A Senate committee is currently examining the feasibility of restricting advertisements for alcohol, and Kevin Rudd has expressed interest in making such a measure part of his binge drinking campaign.

Similarly, the Australian Medical Association wants to ban junk food advertising during children's TV shows.  Advertising restrictions are the new coolest thing for paternalistic policy-makers and their nanny state.

But are we that easily manipulated by brand managers and advertising firms?  Does the Government have to step in to protect us, and our children, from harmful ads?  Advertising is, at its core, just the simple delivery of information.  Those who oppose it are essentially arguing that this information is too challenging for individuals to process safely;  that, if told the wrong thing, they will be unable to resist self-harm.

The anti-capitalist Naomi Klein famously took this argument one step further when she decried the psychological power of corporate brands -- we are all, apparently, oppressed by tyrannical graphic designers.  Mining would be finally recognised as the environmental catastrophe it is if only everybody wasn't so disorientated by BHP's trendy looking bubble logo.

This view does not just reduce us to the level of dumb automatons, passively waiting for advertising executives to beam their instructions directly into our brains, it also creates a profound dilemma for democratic politics.  If we don't have free will in the shopping centre, we certainly don't have free will in the voting booth.  And figuring out which political party would be better for interest rates is far more complex than figuring out which brand of shampoo to buy.

Nevertheless, most people acknowledge that adults are sensibly sceptical about marketing claims.  What is surprising is just how advertising savvy children are.

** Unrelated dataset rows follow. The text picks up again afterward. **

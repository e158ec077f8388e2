use std::fmt;

/// Machine-readable error codes for scripts and dashboards consuming `--json` output.
#[derive(Debug, Clone, Copy, PartialEq, Eq, Hash)]
pub enum ErrorCode {
    InputUnreadable,
    MalformedInput,
    ConfigParseError,
    UnsupportedMetric,
    DirectedOnlyMetric,
    AmbiguousAuthor,
    SourceFailed,
    OutputWriteFailed,
    InternalUnexpected,
}

impl ErrorCode {
    /// Stable code identifier (`E####`) for machine parsing.
    #[must_use]
    pub const fn code(self) -> &'static str {
        match self {
            Self::InputUnreadable => "E1001",
            Self::MalformedInput => "E1002",
            Self::ConfigParseError => "E1003",
            Self::UnsupportedMetric => "E2001",
            Self::DirectedOnlyMetric => "E2002",
            Self::AmbiguousAuthor => "E3001",
            Self::SourceFailed => "E4001",
            Self::OutputWriteFailed => "E5001",
            Self::InternalUnexpected => "E9001",
        }
    }

    /// Short human-facing summary for logs and terminal output.
    #[must_use]
    pub const fn message(self) -> &'static str {
        match self {
            Self::InputUnreadable => "Thesis input could not be read",
            Self::MalformedInput => "Thesis input is malformed",
            Self::ConfigParseError => "Config file parse error",
            Self::UnsupportedMetric => "Unsupported metric",
            Self::DirectedOnlyMetric => "Metric requires a directed graph",
            Self::AmbiguousAuthor => "Author matches several supervisors",
            Self::SourceFailed => "Thesis source failed",
            Self::OutputWriteFailed => "Output file write failed",
            Self::InternalUnexpected => "Internal unexpected error",
        }
    }

    /// Optional remediation hint surfaced next to the error.
    #[must_use]
    pub const fn hint(self) -> Option<&'static str> {
        match self {
            Self::InputUnreadable => Some("Check the --input path or [input].path in thesisnet.toml."),
            Self::MalformedInput => {
                Some("Every record needs `title`, `author` and a `directors` list.")
            }
            Self::ConfigParseError => Some("Fix syntax in thesisnet.toml and retry."),
            Self::UnsupportedMetric => {
                Some("Use one of: degree, betweenness, closeness, in-degree.")
            }
            Self::DirectedOnlyMetric => Some("Pass --directed to rank on the directed graph."),
            Self::AmbiguousAuthor => Some(
                "Fix the supervisor spellings in the input, or set names.ambiguity = \"last-wins\".",
            ),
            Self::SourceFailed => None,
            Self::OutputWriteFailed => Some("Check disk space and write permissions."),
            Self::InternalUnexpected => Some("Retry once. If persistent, report a bug with logs."),
        }
    }
}

impl fmt::Display for ErrorCode {
    fn fmt(&self, f: &mut fmt::Formatter<'_>) -> fmt::Result {
        write!(f, "{}", self.code())
    }
}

Minors are depicted by policy-makers as unable to defend themselves against a well-planned onslaught of marketing.  However, as the new book Prohibitions published by Britain's Institute of Economic Affairs shows, children as young as five form preferences about their favourite TV programs.  And by the age of 11, children demonstrate a pronounced scepticism about claims made in ads.

During the federal election campaign, anti-advertising rhetoric took a decidedly surreal turn.  In response to the Labor Party's dislike of Shrek-themed merchandising, the Howard government promised to fund a new ABC channel for children completely free of junk food ads.  It was a bizarre train of thought that led Liberal policy-makers to think that the best way to combat childhood obesity was to make sitting on the couch and watching TV more appealing.

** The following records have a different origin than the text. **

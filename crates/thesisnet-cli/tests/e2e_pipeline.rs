//! E2E tests for the `thesisnet` binary:
//! `clean`, `relations`, `metric`, `communities`, `stats`, `report`.
//!
//! Covers: text and JSON output, error codes on bad input or unknown
//! metrics, config file overrides, and the on-disk report layout.

use assert_cmd::Command;
use predicates::prelude::*;
use serde_json::Value;
use std::fs;
use std::path::Path;
use tempfile::TempDir;

// ---------------------------------------------------------------------------
// Test harness helpers
// ---------------------------------------------------------------------------

const SINGLE: &str = r#"{"2023": {"2023-1": {"title": "T", "author": "Smith, John", "directors": ["Jane Doe"]}}}"#;

const PORTAL: &str = r#"{
    "2021": {
        "2021-1": {"title": "Grafos", "author": "Pérez, José", "directors": ["Ana Ruiz"]},
        "2021-2": {"title": "Redes", "author": "Luis Gil", "directors": ["Ana Ruiz", "Jose Perez"]}
    },
    "2022": {
        "2022-1": {"title": "Flujos", "author": "Marta Sanz", "directors": ["Luis Gil"]},
        "2022-2": {"title": "Cortes", "author": "Ruiz, Ana", "directors": ["Carmen Vidal"]}
    }
}"#;

fn tn_cmd(dir: &Path) -> Command {
    let mut cmd = Command::new(assert_cmd::cargo::cargo_bin!("thesisnet"));
    cmd.current_dir(dir);
    cmd.env("THESISNET_LOG", "error");
    cmd.env_remove("FORMAT");
    cmd
}

/// Write `json` to `data/thesis.json`, the default input path.
fn seed(dir: &Path, json: &str) {
    fs::create_dir_all(dir.join("data")).unwrap();
    fs::write(dir.join("data/thesis.json"), json).unwrap();
}

fn run_json(dir: &Path, args: &[&str]) -> Value {
    let output = tn_cmd(dir)
        .args(args)
        .arg("--json")
        .output()
        .expect("command should not crash");
    assert!(
        output.status.success(),
        "{args:?} failed: {}",
        String::from_utf8_lossy(&output.stderr)
    );
    serde_json::from_slice(&output.stdout).expect("valid JSON on stdout")
}

// ---------------------------------------------------------------------------
// clean / relations
// ---------------------------------------------------------------------------

#[test]
fn relations_flip_surname_first_author() {
    let dir = TempDir::new().unwrap();
    seed(dir.path(), SINGLE);

    tn_cmd(dir.path())
        .args(["relations", "--format", "text"])
        .assert()
        .success()
        .stdout("John Smith\tJane Doe\n");
}

#[test]
fn clean_reports_and_writes_document() {
    let dir = TempDir::new().unwrap();
    seed(dir.path(), PORTAL);

    let report = run_json(dir.path(), &["clean", "--write", "clean.json"]);
    assert_eq!(report["records"], 4);
    assert_eq!(report["reordered"], 2);
    assert_eq!(report["ambiguous"].as_array().map(Vec::len), Some(0));

    let written = fs::read_to_string(dir.path().join("clean.json")).unwrap();
    assert!(written.contains("\"author\": \"Jose Perez\""), "{written}");
    assert!(written.starts_with("{\n    \"2021\""), "4-space indent: {written}");
}

#[test]
fn explicit_input_flag_is_used() {
    let dir = TempDir::new().unwrap();
    fs::write(dir.path().join("other.json"), SINGLE).unwrap();

    let relations = run_json(dir.path(), &["relations", "--input", "other.json"]);
    assert_eq!(relations[0]["author"], "John Smith");
    assert_eq!(relations[0]["supervisor"], "Jane Doe");
}

// ---------------------------------------------------------------------------
// metric / communities / stats
// ---------------------------------------------------------------------------

#[test]
fn degree_of_single_pair_is_one() {
    let dir = TempDir::new().unwrap();
    seed(dir.path(), SINGLE);

    tn_cmd(dir.path())
        .args(["metric", "degree", "--format", "text"])
        .assert()
        .success()
        .stdout("Jane Doe: 1.0\nJohn Smith: 1.0\n");
}

#[test]
fn in_degree_on_directed_graph_ranks_supervisors() {
    let dir = TempDir::new().unwrap();
    seed(dir.path(), PORTAL);

    let out = run_json(dir.path(), &["metric", "in-degree", "--directed", "--top", "1"]);
    assert_eq!(out["metric"], "in-degree");
    assert_eq!(out["total"], 5);
    assert_eq!(out["scores"].as_array().map(Vec::len), Some(1));
    assert_eq!(out["scores"][0]["name"], "Ana Ruiz");
    assert_eq!(out["scores"][0]["score"], 0.5);
}

#[test]
fn unsupported_metric_fails_with_code() {
    let dir = TempDir::new().unwrap();
    seed(dir.path(), SINGLE);

    tn_cmd(dir.path())
        .args(["metric", "pagerank"])
        .assert()
        .failure()
        .stderr(predicate::str::contains("E2001"))
        .stderr(predicate::str::contains("pagerank"));
}

#[test]
fn in_degree_without_directed_fails() {
    let dir = TempDir::new().unwrap();
    seed(dir.path(), SINGLE);

    tn_cmd(dir.path())
        .args(["metric", "in-degree"])
        .assert()
        .failure()
        .stderr(predicate::str::contains("E2002"));
}

#[test]
fn communities_cover_everyone() {
    let dir = TempDir::new().unwrap();
    seed(dir.path(), PORTAL);

    let out = run_json(dir.path(), &["communities", "--top", "0"]);
    let listed: usize = out["communities"]
        .as_array()
        .unwrap()
        .iter()
        .map(|c| c["size"].as_u64().unwrap_or(0) as usize)
        .sum();
    assert_eq!(listed, 5);
    assert!(out["modularity"].is_number());
}

#[test]
fn stats_reports_both_graphs() {
    let dir = TempDir::new().unwrap();
    seed(dir.path(), SINGLE);

    let out = run_json(dir.path(), &["stats"]);
    assert_eq!(out["theses"], 1);
    assert_eq!(out["relations"], 1);
    assert_eq!(out["undirected"]["node_count"], 2);
    assert_eq!(out["undirected"]["edge_count"], 1);
    assert_eq!(out["directed"]["directed"], true);
    assert!(
        out["undirected"]["content_hash"]
            .as_str()
            .is_some_and(|h| h.starts_with("blake3:"))
    );
}

// ---------------------------------------------------------------------------
// Input and config errors
// ---------------------------------------------------------------------------

#[test]
fn missing_input_reports_e1001() {
    let dir = TempDir::new().unwrap();

    tn_cmd(dir.path())
        .args(["stats", "--format", "text"])
        .assert()
        .failure()
        .stderr(predicate::str::contains("error[E1001]"));
}

#[test]
fn malformed_input_reports_e1002_as_json() {
    let dir = TempDir::new().unwrap();
    seed(dir.path(), r#"{"2023": {"2023-1": {"title": "T", "directors": []}}}"#);

    let output = tn_cmd(dir.path())
        .args(["relations", "--json"])
        .output()
        .unwrap();
    assert!(!output.status.success());
    let stderr = String::from_utf8_lossy(&output.stderr);
    assert!(stderr.contains("\"error_code\": \"E1002\""), "{stderr}");
}

#[test]
fn config_reject_policy_fails_on_ambiguous_author() {
    let dir = TempDir::new().unwrap();
    seed(
        dir.path(),
        r#"{"2020": {
            "2020-1": {"title": "A", "author": "Gil", "directors": ["Ana Gil"]},
            "2020-2": {"title": "B", "author": "X", "directors": ["Luis Gil"]}
        }}"#,
    );
    fs::write(dir.path().join("thesisnet.toml"), "[names]\nambiguity = \"reject\"\n").unwrap();

    tn_cmd(dir.path())
        .args(["relations"])
        .assert()
        .failure()
        .stderr(predicate::str::contains("E3001"));
}

#[test]
fn broken_config_reports_e1003() {
    let dir = TempDir::new().unwrap();
    seed(dir.path(), SINGLE);
    fs::write(dir.path().join("thesisnet.toml"), "[names\n").unwrap();

    tn_cmd(dir.path())
        .args(["stats"])
        .assert()
        .failure()
        .stderr(predicate::str::contains("E1003"));
}

// ---------------------------------------------------------------------------
// report
// ---------------------------------------------------------------------------

#[test]
fn report_writes_full_layout() {
    let dir = TempDir::new().unwrap();
    seed(dir.path(), PORTAL);

    let out = run_json(dir.path(), &["report", "--out-dir", "out"]);
    assert_eq!(out["undirected"]["node_count"], 5);

    let root = dir.path().join("out");
    for rel in [
        "static/metrics/degree_centrality.txt",
        "static/metrics/betweenness_centrality.txt",
        "static/metrics/closeness_centrality.txt",
        "static/communities.txt",
        "interactive/metrics/degree_centrality_digraph.txt",
        "interactive/metrics/in_degree_centrality.txt",
        "interactive/graph.json",
        "manifest.json",
    ] {
        assert!(root.join(rel).is_file(), "missing {rel}");
    }

    let in_degree = fs::read_to_string(root.join("interactive/metrics/in_degree_centrality.txt")).unwrap();
    assert_eq!(in_degree.lines().next(), Some("Ana Ruiz: 0.5"));
}

#[test]
fn report_uses_configured_output_dir_and_metrics() {
    let dir = TempDir::new().unwrap();
    seed(dir.path(), SINGLE);
    fs::write(
        dir.path().join("thesisnet.toml"),
        "[output]\ndir = \"results\"\n\n[metrics]\nundirected = [\"degree\"]\ndirected = [\"in_degree\"]\n",
    )
    .unwrap();

    tn_cmd(dir.path()).args(["report"]).assert().success();

    let root = dir.path().join("results");
    assert!(root.join("static/metrics/degree_centrality.txt").is_file());
    assert!(!root.join("static/metrics/closeness_centrality.txt").exists());
    assert!(root.join("interactive/metrics/in_degree_centrality.txt").is_file());
}

#[test]
fn report_rejects_bad_metric_before_writing() {
    let dir = TempDir::new().unwrap();
    seed(dir.path(), SINGLE);
    fs::write(
        dir.path().join("thesisnet.toml"),
        "[metrics]\nundirected = [\"degree\", \"eigenvector\"]\n",
    )
    .unwrap();

    tn_cmd(dir.path())
        .args(["report", "--out-dir", "out"])
        .assert()
        .failure()
        .stderr(predicate::str::contains("E2001"));
    assert!(!dir.path().join("out").exists());
}

#[test]
fn completions_do_not_need_input() {
    let dir = TempDir::new().unwrap();

    tn_cmd(dir.path())
        .args(["completions", "bash"])
        .assert()
        .success()
        .stdout(predicate::str::contains("thesisnet"));
}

The belief that an individual's free will is crushed under the jackboot of catchy advertising jingles is, of course, nonsense.  We have just as much autonomy over our personal decisions as we did before an ad break.

So what, then, is advertising for?  It informs us that new products are available in the marketplace.  We may, after having watched an ad, have a different idea of what our next purchase may be.  But that isn't because we have been manipulated by a ruthless marketing department.

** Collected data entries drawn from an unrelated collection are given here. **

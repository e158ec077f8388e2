//! `thesisnet clean` — normalize author names against the supervisor set.

use std::io::Write;
use std::path::PathBuf;

use clap::Args;
use serde::Serialize;
use thesisnet_core::clean::CleanReport;
use thesisnet_core::store;

use super::{Context, InputArgs};
use crate::output::{fail, pretty_kv, pretty_section, render_mode};

/// Arguments for `thesisnet clean`.
#[derive(Args, Debug, Default)]
pub struct CleanArgs {
    #[command(flatten)]
    pub input: InputArgs,

    /// Persist the cleaned document to this path.
    #[arg(long, value_name = "PATH")]
    pub write: Option<PathBuf>,
}

#[derive(Debug, Serialize)]
struct CleanOutput {
    #[serde(flatten)]
    report: CleanReport,
    #[serde(skip_serializing_if = "Option::is_none")]
    written: Option<PathBuf>,
}

/// Execute `thesisnet clean`.
pub fn run_clean(args: &CleanArgs, ctx: &Context) -> anyhow::Result<()> {
    let (cleaned, report) = ctx.load_cleaned(&args.input)?;

    if let Some(path) = &args.write {
        store::save_collection(path, &cleaned)
            .map_err(|err| fail(ctx.output, err.code(), err.to_string()))?;
    }

    let payload = CleanOutput {
        report,
        written: args.write.clone(),
    };

    render_mode(ctx.output, &payload, render_text, render_pretty)
}

fn render_text(payload: &CleanOutput, w: &mut dyn Write) -> std::io::Result<()> {
    let r = &payload.report;
    writeln!(w, "records: {}", r.records)?;
    writeln!(w, "supervisors: {}", r.supervisors)?;
    writeln!(w, "reordered: {}", r.reordered)?;
    writeln!(w, "unified: {}", r.unified)?;
    writeln!(w, "ambiguous: {}", r.ambiguous.join(" "))?;
    if let Some(path) = &payload.written {
        writeln!(w, "written: {}", path.display())?;
    }
    Ok(())
}

fn render_pretty(payload: &CleanOutput, w: &mut dyn Write) -> std::io::Result<()> {
    let r = &payload.report;
    pretty_section(w, "Author cleaning")?;
    pretty_kv(w, "Records", r.records.to_string())?;
    pretty_kv(w, "Supervisors", r.supervisors.to_string())?;
    pretty_kv(w, "Reordered", r.reordered.to_string())?;
    pretty_kv(w, "Unified", r.unified.to_string())?;
    if r.ambiguous.is_empty() {
        pretty_kv(w, "Ambiguous", "none")?;
    } else {
        pretty_kv(w, "Ambiguous", r.ambiguous.join(", "))?;
    }
    if let Some(path) = &payload.written {
        pretty_kv(w, "Written", path.display().to_string())?;
    }
    Ok(())
}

An ad that informs us that McDonald's now sells salad only interests those people who would probably like to buy a salad from McDonald's.  If the preference for salad doesn't already exist, then no ad, no matter how brilliant, is going to be effective.

This logic is fairly obvious.  What child is going to abandon chocolates and lollies when their ads disappear off television?  Kids will always like junk food.  Any parents who think that a government ban will make walking up the chocolate aisle less stressful are deceiving themselves.  And anybody who thinks that teenagers will refuse the next "alcopop" just because they are no longer being specifically marketed to under-25s has forgotten a lot about their youth.

Politicians and activists are attracted to the theory that advertising manipulates consumers.  It gives them yet another reason to regulate the media, and a way to appear to be doing something about the latest health scare.  But they won't change our behaviour.  Instead, politicians should face the hideous truth -- people are smarter than advertisements.